Construction Of Rice Mutant Library Using Ac/Ds Tagging System And Its Application

With the completion of the rice genome sequence, the rice functional genomic study has become the major task of rice molecular biological research. Developing of rice mutant library is an essential approach for rice functional genomic study. Utilizing Ac/Ds (Activator/Dissociation) tagging system is a promising method to construct rice insertional mutagenesis library. Transposon tagging is a strategy employed to generate insertional mutation in higher plants, by which the mutanted genes can be easily identified by isolating the DNA flanking sequences of the inserted transposon. In this research, we have selected japonica cultivar Yandao 8 as the acceptor variety, and constructed the transposon insertion mutant library of rice by using transposable element system. The major results are as follows:1. The transposon Ac and Ds had been transferred into Yandao 8 genome, respectively, by Agrobacterium tumefaciens mediated transformation, and a total of 215 Ds transformants and 148 Ac transformants were generated.2. By PCR analysis, Hygromcin resistant detection, as well as GFP screening, 130 Ac positive plants and 208 Ds positive plants were obtained.
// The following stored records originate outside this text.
#[cfg(test)]
mod tests {
    use super::*;
    use crate::classifier::checks::test_support::Fixture;

    #[test]
    fn implied_literals_and_subsumed_disjuncts() {
        let implied = Fixture::new("SELECT ename FROM emp WHERE sal > 1000 AND sal > 500");
        let findings = implied.run(simplifications);
        assert_eq!(findings.len(), 1);
        assert_eq!(
            findings[0].param_value("detail"),
            Some("`sal > 500` is implied by `sal > 1000`")
        );
        let subsumed = Fixture::new("SELECT ename FROM emp WHERE sal > 500 OR sal > 700");
        let findings = subsumed.run(simplifications);
        assert_eq!(findings.len(), 1);
        assert_eq!(findings[0].location.snippet, "sal > 700");
    }

    #[test]
    fn range_with_one_value() {
        let fixture = Fixture::new("SELECT ename FROM emp WHERE deptno BETWEEN 20 AND 20");
        let findings = fixture.run(simplifications);
        assert_eq!(findings.iter().map(|f| f.id).collect::<Vec<_>>(), vec![87]);
        assert_eq!(findings[0].param_value("value"), Some("20"));
    }

    #[test]
    fn distinct_over_unique_rows() {
        assert_eq!(Fixture::new("SELECT DISTINCT empno, ename FROM emp").ids(unnecessary_distinct), vec![83]);
        assert!(Fixture::new("SELECT DISTINCT job FROM emp").run(unnecessary_distinct).is_empty());
    }

    #[test]
    fn correlation_names() {
        assert_eq!(Fixture::new("SELECT ename FROM emp e").ids(unused_correlation_names), vec![85]);
        assert!(Fixture::new("SELECT e.ename FROM emp e")
            .run(unused_correlation_names)
            .is_empty());
        let same = Fixture::new("SELECT a.ename FROM emp a, emp b WHERE a.empno = b.empno");
        assert_eq!(same.ids(identical_correlation_names), vec![86]);
    }

    #[test]
    fn like_and_exists_clutter() {
        assert_eq!(
            Fixture::new("SELECT ename FROM emp WHERE job LIKE 'CLERK'").ids(like_without_wildcards),
            vec![88]
        );
        let exists = Fixture::new(
            "SELECT dname FROM dept d WHERE EXISTS \
             (SELECT ename FROM emp e WHERE e.deptno = d.deptno GROUP BY ename ORDER BY ename)",
        );
        assert_eq!(exists.ids(subquery_clutter), vec![89, 94, 100]);
        assert!(Fixture::new("SELECT dname FROM dept d WHERE EXISTS (SELECT * FROM emp e WHERE e.deptno = d.deptno)")
            .run(subquery_clutter)
            .is_empty());
    }

    #[test]
    fn in_over_the_same_relation() {
        let fixture = Fixture::new(
            "SELECT ename FROM emp WHERE empno IN (SELECT empno FROM emp WHERE sal > 1000)",
        );
        assert_eq!(fixture.ids(replaceable_subqueries), vec![90]);
        let other = Fixture::new("SELECT ename FROM emp WHERE empno IN (SELECT mgr FROM emp)");
        assert!(other.run(replaceable_subqueries).is_empty());
    }

    #[test]
    fn aggregate_arguments_that_do_nothing() {
        let fixture = Fixture::new(
            "SELECT deptno, MAX(deptno), MIN(DISTINCT sal), COUNT(empno) FROM emp GROUP BY deptno",
        );
        assert_eq!(fixture.ids(aggregate_arguments), vec![91, 92, 93]);
        assert!(Fixture::new("SELECT COUNT(comm) FROM emp").run(aggregate_arguments).is_empty());
    }

    #[test]
    fn grouping_complications() {
        assert_eq!(
            Fixture::new("SELECT empno, COUNT(*) FROM emp GROUP BY empno").ids(grouping),
            vec![95]
        );
        assert_eq!(
            Fixture::new("SELECT job, COUNT(*) FROM emp WHERE job = 'CLERK' GROUP BY job").ids(grouping),
            vec![96]
        );
        assert_eq!(Fixture::new("SELECT job FROM emp GROUP BY job").ids(grouping), vec![97]);
        assert_eq!(
            Fixture::new("SELECT job, COUNT(*) FROM emp GROUP BY job HAVING job <> 'CLERK'").ids(grouping),
            vec![101]
        );
    }

    #[test]
    fn unions_of_one_relation() {
        let fixture = Fixture::new(
            "SELECT empno, ename FROM emp WHERE sal > 1000 UNION SELECT empno, ename FROM emp WHERE sal < 500",
        );
        assert_eq!(fixture.ids(unions), vec![98, 102]);
        let overlapping = Fixture::new(
            "SELECT empno FROM emp WHERE sal > 1000 UNION SELECT empno FROM emp WHERE sal > 500",
        );
        assert_eq!(overlapping.ids(unions), vec![98]);
    }

    #[test]
    fn order_by_after_key() {
        let fixture = Fixture::new("SELECT empno, ename FROM emp ORDER BY empno, ename");
        assert_eq!(fixture.ids(ordering_columns), vec![99]);
        assert!(Fixture::new("SELECT ename FROM emp ORDER BY ename, empno")
            .run(ordering_columns)
            .is_empty());
    }

    #[test]
    fn outer_condition_in_subquery() {
        let fixture = Fixture::new(
            "SELECT dname FROM dept d WHERE EXISTS \
             (SELECT * FROM emp e WHERE e.deptno = d.deptno AND d.loc = 'DALLAS')",
        );
        let findings = fixture.run(movable_conditions);
        assert_eq!(findings.len(), 1);
        assert_eq!(findings[0].param_value("expression"), Some("d.loc = 'DALLAS'"));
    }

    #[test]
    fn outer_join_complications() {
        let preserved = Fixture::new(
            "SELECT d.dname, e.ename FROM dept d LEFT JOIN emp e ON e.deptno = d.deptno AND d.loc = 'DALLAS'",
        );
        assert_eq!(preserved.ids(outer_joins), vec![104]);
        let rejected = Fixture::new(
            "SELECT d.dname, e.ename FROM dept d LEFT JOIN emp e ON e.deptno = d.deptno WHERE e.sal > 1000",
        );
        let findings = rejected.run(outer_joins);
        assert_eq!(findings.iter().map(|f| f.id).collect::<Vec<_>>(), vec![105]);
        assert_eq!(findings[0].param_value("variable"), Some("e"));
        let anti = Fixture::new(
            "SELECT d.dname FROM dept d LEFT JOIN emp e ON e.deptno = d.deptno WHERE e.empno IS NULL",
        );
        assert!(anti.run(outer_joins).is_empty());
    }

    #[test]
    fn simple_derived_table() {
        let fixture = Fixture::new("SELECT x.ename FROM (SELECT ename, sal FROM emp WHERE sal > 1000) x");
        assert_eq!(fixture.ids(derived_tables), vec![106]);
        let grouped = Fixture::new("SELECT x.n FROM (SELECT COUNT(*) AS n FROM emp GROUP BY deptno) x");
        assert!(grouped.run(derived_tables).is_empty());
    }
}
The positive rates of the transformed plants are 87.8% and 96.7%, respectively.3. In T1 generation, 18 kinds of mutants were found. Among them, eight mutants were confirmed to be resulted from T-DNA insertion. The mutated genes in six mutants were further isolated by the flanking sequence of the inserted transposons. 4. We selected 44 Ac and 72 Ds positive plants as the starter lines of crosses, respectively. They are with single copy of transgene but without any altered phenotypes.5. 16 plants haboring Ac and Ds in same plant were detected in the F1 generation by PCR analysis. Those self-pollinated F1 plants gave rise to F2 families. To identify putative transposants, DSE-PCR ,DSC-PCR, Tail-PCR and GUS detection were performed on F2 lines. An average of 50%of the F2 families were found to have germinal transpositions among 16 lines.6. By investigation of the F2 mutant phenotype, we found five lines have altered phenotypes. The mutanted genes in the mutants were further identified by tranposon tagging.